Like the Johannine community, I think we misunderstand our place in the economy of salvation. At the School of Theology, this is where our identity crisis becomes a community crisis. Hear me out. There is a consensus gathering among dissatisfied seminarians that our collective classroom experience is too shallow. It is too academic, I hear—too much “seeing what we know,” not enough “knowing what we see.” We are still asking Jesus to tell us plainly whether he is the Messiah. Our courses are chock full of detached analyses of the truth claims of our kindred Christian traditions, killing the spirit of religion. Seminarians want to be transformed by what they know, not deadened by it. They want to be the School of the Prophets again. Many students are rising to the challenge to rouse our community from its stupor. And this is a good thing. However, some students have taken this mission to an extreme. Like ministering angels, they have come to defend Jesus Christ from blasphemous, belittling, or trivializing assaults. It’s funny, isn’t it, the sheep presuming they must protect the shepherd? Even save the shepherd?
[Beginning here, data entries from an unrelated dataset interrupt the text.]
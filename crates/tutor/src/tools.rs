//! Tool declarations offered to the model and parsing of its tool calls.
//!
//! Model output is untrusted: questions that cannot be graded are dropped,
//! and a call that yields nothing usable is an error.

use serde::Deserialize;
use studyhall_api::{Difficulty, QuestionKind, Quiz, QuizQuestion};

use crate::model::{FunctionCall, FunctionDeclaration};
use crate::TutorError;

pub const CREATE_QUIZ: &str = "create_quiz";
pub const CREATE_FLASHCARDS: &str = "create_flashcards";

pub const MIN_OPTIONS: usize = 2;
pub const MAX_OPTIONS: usize = 6;
pub const MAX_QUESTIONS: usize = 20;
pub const MAX_FLASHCARDS: usize = 50;

pub fn quiz_tool() -> FunctionDeclaration {
    FunctionDeclaration {
        name: CREATE_QUIZ.to_string(),
        description: "Create an interactive quiz for the student. Use it whenever the student \
                      asks to be quizzed or tested. Every question must be answerable from the \
                      course materials."
            .to_string(),
        parameters: serde_json::json!({
            "type": "OBJECT",
            "properties": {
                "title": { "type": "STRING", "description": "Short quiz title" },
                "questions": {
                    "type": "ARRAY",
                    "items": {
                        "type": "OBJECT",
                        "properties": {
                            "kind": {
                                "type": "STRING",
                                "enum": ["multiple_choice", "true_false"]
                            },
                            "prompt": { "type": "STRING" },
                            "options": {
                                "type": "ARRAY",
                                "items": { "type": "STRING" },
                                "description": "2-6 choices for multiple_choice; omit for true_false"
                            },
                            "answer_index": {
                                "type": "INTEGER",
                                "description": "Zero-based index of the correct option. For true_false: 0 = True, 1 = False"
                            },
                            "explanation": { "type": "STRING" }
                        },
                        "required": ["kind", "prompt", "answer_index"]
                    }
                }
            },
            "required": ["title", "questions"]
        }),
    }
}

pub fn flashcard_tool() -> FunctionDeclaration {
    FunctionDeclaration {
        name: CREATE_FLASHCARDS.to_string(),
        description: "Create study flashcards, each pairing a concept with a concise definition."
            .to_string(),
        parameters: serde_json::json!({
            "type": "OBJECT",
            "properties": {
                "cards": {
                    "type": "ARRAY",
                    "items": {
                        "type": "OBJECT",
                        "properties": {
                            "concept": { "type": "STRING" },
                            "definition": { "type": "STRING" },
                            "topic": { "type": "STRING" },
                            "difficulty": {
                                "type": "STRING",
                                "enum": ["easy", "medium", "hard"]
                            }
                        },
                        "required": ["concept", "definition"]
                    }
                }
            },
            "required": ["cards"]
        }),
    }
}

#[derive(Deserialize)]
struct RawQuiz {
    #[serde(default)]
    title: String,
    #[serde(default)]
    questions: Vec<RawQuestion>,
}

#[derive(Deserialize)]
struct RawQuestion {
    #[serde(default)]
    kind: String,
    #[serde(default, alias = "question")]
    prompt: String,
    #[serde(default)]
    options: Vec<String>,
    #[serde(default)]
    answer_index: Option<f64>,
    #[serde(default)]
    explanation: Option<String>,
}

fn parse_kind(raw: &str, option_count: usize) -> QuestionKind {
    match raw.trim().to_ascii_lowercase().replace(['-', ' '], "_").as_str() {
        "true_false" | "truefalse" | "boolean" | "tf" => QuestionKind::TrueFalse,
        "multiple_choice" | "multiplechoice" | "mcq" => QuestionKind::MultipleChoice,
        _ if option_count == 0 => QuestionKind::TrueFalse,
        _ => QuestionKind::MultipleChoice,
    }
}

fn answer_index(raw: Option<f64>) -> Option<usize> {
    let v = raw?;
    (v >= 0.0 && v.fract() == 0.0 && v <= MAX_OPTIONS as f64).then_some(v as usize)
}

fn normalize_question(raw: RawQuestion) -> Option<QuizQuestion> {
    let prompt = raw.prompt.trim().to_string();
    if prompt.is_empty() {
        return None;
    }
    let options: Vec<String> = raw
        .options
        .iter()
        .map(|o| o.trim().to_string())
        .filter(|o| !o.is_empty())
        .collect();
    let kind = parse_kind(&raw.kind, options.len());
    let options = match kind {
        QuestionKind::TrueFalse => vec!["True".to_string(), "False".to_string()],
        QuestionKind::MultipleChoice => {
            if !(MIN_OPTIONS..=MAX_OPTIONS).contains(&options.len()) {
                return None;
            }
            options
        }
    };
    let answer_index = answer_index(raw.answer_index).filter(|i| *i < options.len())?;
    let explanation = raw
        .explanation
        .map(|e| e.trim().to_string())
        .filter(|e| !e.is_empty());
    Some(QuizQuestion {
        kind,
        prompt,
        options,
        answer_index,
        explanation,
    })
}

/// Turn a `create_quiz` call into a gradeable [`Quiz`] with a fresh id.
pub fn parse_quiz(call: &FunctionCall) -> Result<Quiz, TutorError> {
    if call.name != CREATE_QUIZ {
        return Err(TutorError::InvalidToolCall(format!(
            "expected {CREATE_QUIZ}, got {}",
            call.name
        )));
    }
    let raw: RawQuiz = serde_json::from_value(call.args.clone())
        .map_err(|e| TutorError::InvalidToolCall(format!("quiz arguments: {e}")))?;
    let total = raw.questions.len();
    let questions: Vec<QuizQuestion> = raw
        .questions
        .into_iter()
        .filter_map(normalize_question)
        .take(MAX_QUESTIONS)
        .collect();
    if questions.is_empty() {
        return Err(TutorError::InvalidToolCall(
            "quiz contained no valid questions".to_string(),
        ));
    }
    if questions.len() < total.min(MAX_QUESTIONS) {
        tracing::debug!(
            kept = questions.len(),
            total,
            "dropped malformed quiz questions"
        );
    }
    let title = match raw.title.trim() {
        "" => "Quiz".to_string(),
        t => t.to_string(),
    };
    Ok(Quiz {
        id: uuid::Uuid::new_v4().to_string(),
        title,
        questions,
    })
}

/// A generated flashcard before it is stored.
#[derive(Debug, Clone, PartialEq)]
pub struct FlashcardDraft {
    pub concept: String,
    pub definition: String,
    pub topic: Option<String>,
    pub difficulty: Difficulty,
}

#[derive(Deserialize)]
struct RawDeck {
    #[serde(default, alias = "flashcards")]
    cards: Vec<RawCard>,
}

#[derive(Deserialize)]
struct RawCard {
    #[serde(default, alias = "term")]
    concept: String,
    #[serde(default)]
    definition: String,
    #[serde(default)]
    topic: Option<String>,
    #[serde(default)]
    difficulty: Option<String>,
}

/// Turn a `create_flashcards` call into drafts. Cards missing a concept or
/// definition are dropped; unknown difficulties become medium.
pub fn parse_flashcards(call: &FunctionCall) -> Result<Vec<FlashcardDraft>, TutorError> {
    if call.name != CREATE_FLASHCARDS {
        return Err(TutorError::InvalidToolCall(format!(
            "expected {CREATE_FLASHCARDS}, got {}",
            call.name
        )));
    }
    let raw: RawDeck = serde_json::from_value(call.args.clone())
        .map_err(|e| TutorError::InvalidToolCall(format!("flashcard arguments: {e}")))?;
    let drafts: Vec<FlashcardDraft> = raw
        .cards
        .into_iter()
        .filter_map(|card| {
            let concept = card.concept.trim().to_string();
            let definition = card.definition.trim().to_string();
            if concept.is_empty() || definition.is_empty() {
                return None;
            }
            Some(FlashcardDraft {
                concept,
                definition,
                topic: card
                    .topic
                    .map(|t| t.trim().to_string())
                    .filter(|t| !t.is_empty()),
                difficulty: card
                    .difficulty
                    .as_deref()
                    .and_then(Difficulty::parse)
                    .unwrap_or_default(),
            })
        })
        .take(MAX_FLASHCARDS)
        .collect();
    if drafts.is_empty() {
        return Err(TutorError::InvalidToolCall(
            "no valid flashcards were generated".to_string(),
        ));
    }
    Ok(drafts)
}

#[cfg(test)]
mod tests {
    use super::*;
    use serde_json::json;

    fn call(name: &str, args: serde_json::Value) -> FunctionCall {
        FunctionCall {
            name: name.to_string(),
            args,
        }
    }

    #[test]
    fn quiz_keeps_valid_questions_and_drops_the_rest() {
        let quiz = parse_quiz(&call(
            CREATE_QUIZ,
            json!({
                "title": " Cell biology ",
                "questions": [
                    {"kind": "multiple_choice", "prompt": "Powerhouse of the cell?",
                     "options": ["Nucleus", "Mitochondria", "Ribosome"], "answer_index": 1,
                     "explanation": "ATP"},
                    {"kind": "multiple_choice", "prompt": "Only one option", "options": ["A"], "answer_index": 0},
                    {"kind": "multiple_choice", "prompt": "Out of range", "options": ["A", "B"], "answer_index": 5},
                    {"kind": "true_false", "prompt": "Cells have membranes.", "answer_index": 0.0},
                    {"kind": "true_false", "prompt": "   ", "answer_index": 0}
                ]
            }),
        ))
        .unwrap();
        assert_eq!(quiz.title, "Cell biology");
        assert_eq!(quiz.questions.len(), 2);
        assert_eq!(quiz.questions[0].answer_index, 1);
        assert_eq!(quiz.questions[1].kind, QuestionKind::TrueFalse);
        assert_eq!(quiz.questions[1].options, vec!["True", "False"]);
        assert!(!quiz.id.is_empty());
    }

    #[test]
    fn true_false_options_are_canonical_even_when_model_sends_others() {
        let quiz = parse_quiz(&call(
            CREATE_QUIZ,
            json!({"questions": [{"kind": "true_false", "prompt": "Sky is blue",
                    "options": ["Yes", "No", "Maybe"], "answer_index": 1}]}),
        ))
        .unwrap();
        assert_eq!(quiz.title, "Quiz");
        assert_eq!(quiz.questions[0].options, vec!["True", "False"]);
        assert_eq!(quiz.questions[0].answer_index, 1);
    }

    #[test]
    fn quiz_with_no_valid_questions_is_rejected() {
        let err = parse_quiz(&call(
            CREATE_QUIZ,
            json!({"title": "x", "questions": [{"kind": "multiple_choice", "prompt": "?", "options": [], "answer_index": 0}]}),
        ))
        .unwrap_err();
        assert!(matches!(err, TutorError::InvalidToolCall(_)));
        assert!(parse_quiz(&call(CREATE_FLASHCARDS, json!({}))).is_err());
    }

    #[test]
    fn fractional_or_negative_answer_is_dropped() {
        assert_eq!(answer_index(Some(1.5)), None);
        assert_eq!(answer_index(Some(-1.0)), None);
        assert_eq!(answer_index(Some(2.0)), Some(2));
        assert_eq!(answer_index(None), None);
    }

    #[test]
    fn flashcards_default_unknown_difficulty_to_medium() {
        let drafts = parse_flashcards(&call(
            CREATE_FLASHCARDS,
            json!({"cards": [
                {"concept": "Osmosis", "definition": "Diffusion of water", "topic": "Cells", "difficulty": "HARD"},
                {"concept": "Mitosis", "definition": "Cell division", "difficulty": "brutal"},
                {"concept": "", "definition": "orphan"}
            ]}),
        ))
        .unwrap();
        assert_eq!(drafts.len(), 2);
        assert_eq!(drafts[0].difficulty, Difficulty::Hard);
        assert_eq!(drafts[0].topic.as_deref(), Some("Cells"));
        assert_eq!(drafts[1].difficulty, Difficulty::Medium);
        assert_eq!(drafts[1].topic, None);
    }

    #[test]
    fn empty_deck_is_rejected() {
        assert!(parse_flashcards(&call(CREATE_FLASHCARDS, json!({"cards": []}))).is_err());
    }
}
They have also come to purify the Church on the one hand, or reconstitute it on the other. I worry whenever Christ-followers arrogate to themselves the privilege that belongs to God alone—deciding who hears Jesus’ voice and who belongs to the flock. This is not to say that Christ-followers may not call their brothers and sisters to account for their sin, for doing so is part of their prophetic office. However, many of us step beyond our responsibilities. It is one thing to call your brothers and sisters to repentance, but it is another to assert by word and deed that your brothers and sisters are not sheep. It is one thing to say that your brothers and sisters have heard the voice of the shepherd but don’t listen very well; it is another to assert by word and deed that they are deaf to the shepherd’s voice. The first is charity; the second is cruelty. Listen to the Gospel: “My Father, who has given them to me, is greater than all, and no one can take them out of the Father’s hand.” Yet I fear that is precisely what many of us are attempting to do, under the pretense of “making a stand” for the Church or by redefining the Church so as to push out those who are not ready to embrace their superior vision.
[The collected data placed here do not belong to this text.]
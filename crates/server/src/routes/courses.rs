use axum::{
    Json,
    extract::{Path, State},
    http::StatusCode,
};
use rusqlite::Connection;
use uuid::Uuid;

use studyhall_api::{
    Course, CreateCourseRequest, ListCoursesResponse, OkResponse, UpdateCourseRequest, db, service,
};

use crate::error::ApiErr;
use crate::objects::ObjectStore;
use crate::routes::auth::AuthUser;
use crate::storage::{Db, course_from_row, optional, sq_execute, sq_query_map, sq_query_row};
use crate::tutor::TutorState;

/// 404 unless the course exists and belongs to the user.
pub(crate) fn ensure_course(conn: &Connection, user_id: &str, course_id: &str) -> Result<(), ApiErr> {
    let found = optional(sq_query_row(conn, db::courses::exists(user_id, course_id), |row| {
        row.get::<_, i64>(0)
    }))
    .map_err(ApiErr::from_db("check course"))?;
    found
        .map(|_| ())
        .ok_or_else(|| ApiErr::not_found("course not found"))
}

pub(crate) fn load_course(conn: &Connection, user_id: &str, course_id: &str) -> Result<Course, ApiErr> {
    optional(sq_query_row(conn, db::courses::get(user_id, course_id), course_from_row))
        .map_err(ApiErr::from_db("load course"))?
        .ok_or_else(|| ApiErr::not_found("course not found"))
}

fn clean_description(description: Option<&str>) -> Option<String> {
    description
        .map(str::trim)
        .filter(|d| !d.is_empty())
        .map(str::to_string)
}

// ---------------------------------------------------------------------------
// Create / list
// ---------------------------------------------------------------------------

/// POST /api/courses: create a course.
pub async fn create(
    State(db): State<Db>,
    user: AuthUser,
    Json(req): Json<CreateCourseRequest>,
) -> Result<(StatusCode, Json<Course>), ApiErr> {
    let name = service::validate_course_name(&req.name)?;
    let description = clean_description(req.description.as_deref());
    let id = Uuid::new_v4().to_string();

    let conn = db.conn();
    sq_execute(
        &conn,
        db::courses::insert(&id, &user.user_id, &name, description.as_deref()),
    )
    .map_err(ApiErr::from_db("insert course"))?;
    let course = load_course(&conn, &user.user_id, &id)?;
    Ok((StatusCode::CREATED, Json(course)))
}

/// GET /api/courses: the user's courses, most recently active first.
pub async fn list(State(db): State<Db>, user: AuthUser) -> Result<Json<ListCoursesResponse>, ApiErr> {
    let conn = db.conn();
    let courses = sq_query_map(&conn, db::courses::list(&user.user_id), course_from_row)
        .map_err(ApiErr::from_db("list courses"))?;
    Ok(Json(ListCoursesResponse { courses }))
}

// ---------------------------------------------------------------------------
// Get / update / delete
// ---------------------------------------------------------------------------

/// GET /api/courses/{id}
pub async fn get(
    State(db): State<Db>,
    user: AuthUser,
    Path(id): Path<String>,
) -> Result<Json<Course>, ApiErr> {
    let conn = db.conn();
    Ok(Json(load_course(&conn, &user.user_id, &id)?))
}

/// PUT /api/courses/{id}: rename and/or change the description.
pub async fn update(
    State(db): State<Db>,
    State(tutor): State<TutorState>,
    user: AuthUser,
    Path(id): Path<String>,
    Json(req): Json<UpdateCourseRequest>,
) -> Result<Json<Course>, ApiErr> {
    let name = req
        .name
        .as_deref()
        .map(service::validate_course_name)
        .transpose()?;

    let course = {
        let conn = db.conn();
        ensure_course(&conn, &user.user_id, &id)?;
        if let Some(name) = &name {
            sq_execute(&conn, db::courses::update_name(&user.user_id, &id, name))
                .map_err(ApiErr::from_db("update course name"))?;
        }
        if let Some(description) = &req.description {
            sq_execute(
                &conn,
                db::courses::update_description(&user.user_id, &id, description),
            )
            .map_err(ApiErr::from_db("update course description"))?;
        }
        load_course(&conn, &user.user_id, &id)?
    };
    // Course name and description are part of the tutor's system prompt.
    tutor.invalidate_course(&db, &user.user_id, &id);
    Ok(Json(course))
}

/// DELETE /api/courses/{id}: removes materials (rows and stored files) and
/// lessons; flashcards survive without a course.
pub async fn delete(
    State(db): State<Db>,
    State(store): State<ObjectStore>,
    State(tutor): State<TutorState>,
    user: AuthUser,
    Path(id): Path<String>,
) -> Result<Json<OkResponse>, ApiErr> {
    let (paths, lesson_ids) = {
        let conn = db.conn();
        ensure_course(&conn, &user.user_id, &id)?;
        let paths = sq_query_map(
            &conn,
            db::materials::storage_paths_by_course(&user.user_id, &id),
            |row| row.get::<_, String>(0),
        )
        .map_err(ApiErr::from_db("list material paths"))?;
        let lesson_ids = sq_query_map(
            &conn,
            db::lessons::ids_by_course(&user.user_id, &id),
            |row| row.get::<_, String>(0),
        )
        .map_err(ApiErr::from_db("list lessons"))?;
        sq_execute(&conn, db::courses::delete(&user.user_id, &id))
            .map_err(ApiErr::from_db("delete course"))?;
        (paths, lesson_ids)
    };

    tutor.invalidate(lesson_ids.iter().map(String::as_str));
    for path in &paths {
        if let Err(e) = store.delete(path).await {
            tracing::warn!("delete object {path}: {e}");
        }
    }
    tracing::info!(course_id = %id, materials = paths.len(), "course deleted");
    Ok(Json(OkResponse { ok: true }))
}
Are we willing to believe in a God so great and so mysterious as to grant that God speaks to our fellow brothers and sisters even when they wrongly impugn our faith and practice? And are we humble in the knowledge that God still speaks to us even when we wrongly impugn our brothers’ and sisters’ faith and practice? Can’t we all just belong? The Johannine community was unwilling to believe this, and so, apparently, are many of us in the School of Theology community. This is unfortunate. Have not all of us heard the Word of God and seen the works of the Lord and believed?

It is not for us to separate the so-called goats from the sheep, nor is it for us to usher the stray sheep back into the pen. I am surprised that some of our most enthusiastic brothers and sisters from the theological left and the right would not trust God enough to let Christ take ownership of all the so-called wayward souls in our midst. The Church does not need any more Holden Caulfields; it needs more leaders like John Mott, Pope John XXIII, and Bernice Powell Jackson. It needs models of koinonia like the Taize Community and the Community of Sant’Egidio.

Christ belongs to God, and we who believe belong to Christ. Only God knows who truly belongs to Christ. It is not for us to decide. Rather than play shepherd, let us be the sheep. Amen.